Collected data entries:
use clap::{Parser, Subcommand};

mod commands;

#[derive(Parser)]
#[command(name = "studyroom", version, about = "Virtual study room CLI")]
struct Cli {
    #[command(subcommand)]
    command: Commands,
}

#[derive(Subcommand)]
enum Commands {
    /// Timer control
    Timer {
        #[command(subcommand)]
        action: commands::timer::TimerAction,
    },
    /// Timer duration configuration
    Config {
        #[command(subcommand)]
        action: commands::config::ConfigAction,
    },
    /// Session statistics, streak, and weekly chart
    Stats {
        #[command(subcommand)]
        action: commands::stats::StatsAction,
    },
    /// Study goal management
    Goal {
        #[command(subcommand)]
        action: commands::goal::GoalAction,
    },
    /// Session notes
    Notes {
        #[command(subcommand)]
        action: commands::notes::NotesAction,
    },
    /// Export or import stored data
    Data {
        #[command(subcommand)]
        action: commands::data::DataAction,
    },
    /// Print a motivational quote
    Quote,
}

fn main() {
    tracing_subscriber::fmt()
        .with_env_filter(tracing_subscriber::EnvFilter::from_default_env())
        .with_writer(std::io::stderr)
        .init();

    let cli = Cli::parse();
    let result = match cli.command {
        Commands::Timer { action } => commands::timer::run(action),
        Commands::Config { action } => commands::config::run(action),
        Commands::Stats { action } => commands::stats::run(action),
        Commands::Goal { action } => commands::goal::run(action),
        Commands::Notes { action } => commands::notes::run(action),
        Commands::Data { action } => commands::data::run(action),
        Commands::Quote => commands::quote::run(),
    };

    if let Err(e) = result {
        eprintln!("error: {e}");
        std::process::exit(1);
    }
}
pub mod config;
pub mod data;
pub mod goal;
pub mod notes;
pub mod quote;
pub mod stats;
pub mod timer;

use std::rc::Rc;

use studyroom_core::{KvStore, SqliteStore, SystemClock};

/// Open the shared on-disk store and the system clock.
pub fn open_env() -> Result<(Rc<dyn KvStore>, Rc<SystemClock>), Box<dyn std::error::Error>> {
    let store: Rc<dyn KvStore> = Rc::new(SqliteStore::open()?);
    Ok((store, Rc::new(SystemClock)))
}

* * *

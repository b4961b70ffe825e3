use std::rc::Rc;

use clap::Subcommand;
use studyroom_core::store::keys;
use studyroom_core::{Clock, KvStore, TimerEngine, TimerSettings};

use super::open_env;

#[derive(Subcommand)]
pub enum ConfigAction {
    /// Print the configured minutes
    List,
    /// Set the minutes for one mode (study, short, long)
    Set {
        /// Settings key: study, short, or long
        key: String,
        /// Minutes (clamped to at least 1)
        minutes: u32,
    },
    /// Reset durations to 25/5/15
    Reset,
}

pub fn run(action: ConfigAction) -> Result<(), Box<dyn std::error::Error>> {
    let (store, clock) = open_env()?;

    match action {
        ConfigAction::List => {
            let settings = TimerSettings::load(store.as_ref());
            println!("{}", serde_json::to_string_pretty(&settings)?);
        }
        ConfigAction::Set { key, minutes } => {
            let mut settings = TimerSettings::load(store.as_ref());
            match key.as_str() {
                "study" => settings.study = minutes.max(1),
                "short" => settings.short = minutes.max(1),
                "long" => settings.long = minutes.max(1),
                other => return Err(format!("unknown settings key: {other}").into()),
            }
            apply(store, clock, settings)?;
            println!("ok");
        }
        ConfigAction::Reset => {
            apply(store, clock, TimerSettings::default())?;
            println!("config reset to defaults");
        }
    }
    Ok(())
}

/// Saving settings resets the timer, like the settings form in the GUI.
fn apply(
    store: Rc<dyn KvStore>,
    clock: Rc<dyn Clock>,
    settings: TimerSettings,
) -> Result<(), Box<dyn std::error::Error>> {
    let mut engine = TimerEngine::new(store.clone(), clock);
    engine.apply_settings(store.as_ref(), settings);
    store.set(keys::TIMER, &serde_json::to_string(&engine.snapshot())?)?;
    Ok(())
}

---

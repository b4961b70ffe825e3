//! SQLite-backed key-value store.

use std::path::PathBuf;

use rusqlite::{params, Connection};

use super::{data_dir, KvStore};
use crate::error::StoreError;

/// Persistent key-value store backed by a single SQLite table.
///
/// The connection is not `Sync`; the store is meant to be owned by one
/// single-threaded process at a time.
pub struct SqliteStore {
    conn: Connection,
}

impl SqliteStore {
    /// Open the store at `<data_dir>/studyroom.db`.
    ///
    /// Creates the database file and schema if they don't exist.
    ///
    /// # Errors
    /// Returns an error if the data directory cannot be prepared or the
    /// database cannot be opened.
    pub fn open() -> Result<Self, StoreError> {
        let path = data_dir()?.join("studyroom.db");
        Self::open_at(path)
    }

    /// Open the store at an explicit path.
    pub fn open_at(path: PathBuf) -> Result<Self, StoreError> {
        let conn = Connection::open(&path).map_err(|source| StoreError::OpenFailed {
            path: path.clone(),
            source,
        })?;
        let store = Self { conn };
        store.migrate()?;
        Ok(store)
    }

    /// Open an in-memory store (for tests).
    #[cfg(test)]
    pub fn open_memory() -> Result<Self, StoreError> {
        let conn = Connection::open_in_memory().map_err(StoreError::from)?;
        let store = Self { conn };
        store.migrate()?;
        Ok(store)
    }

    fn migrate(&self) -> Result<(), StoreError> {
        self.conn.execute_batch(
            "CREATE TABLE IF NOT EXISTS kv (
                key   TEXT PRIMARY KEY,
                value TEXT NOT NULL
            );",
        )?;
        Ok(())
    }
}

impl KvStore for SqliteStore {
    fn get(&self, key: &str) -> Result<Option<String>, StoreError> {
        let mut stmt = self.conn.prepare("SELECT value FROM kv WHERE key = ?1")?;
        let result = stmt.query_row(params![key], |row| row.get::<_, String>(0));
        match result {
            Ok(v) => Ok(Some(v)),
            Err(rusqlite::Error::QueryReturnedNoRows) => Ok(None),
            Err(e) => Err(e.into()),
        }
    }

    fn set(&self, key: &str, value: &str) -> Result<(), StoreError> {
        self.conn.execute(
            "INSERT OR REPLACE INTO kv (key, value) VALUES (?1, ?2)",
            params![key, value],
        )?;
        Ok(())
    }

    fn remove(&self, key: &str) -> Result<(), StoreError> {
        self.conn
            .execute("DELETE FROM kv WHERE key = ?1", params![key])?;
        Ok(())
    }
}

EXERCISE DETAILS:
With "Parser" as the string to find, copy every line of the records that holds it.

SOLUTION TO THIS EXERCISE:
use clap::{Parser, Subcommand};
#[derive(Parser)]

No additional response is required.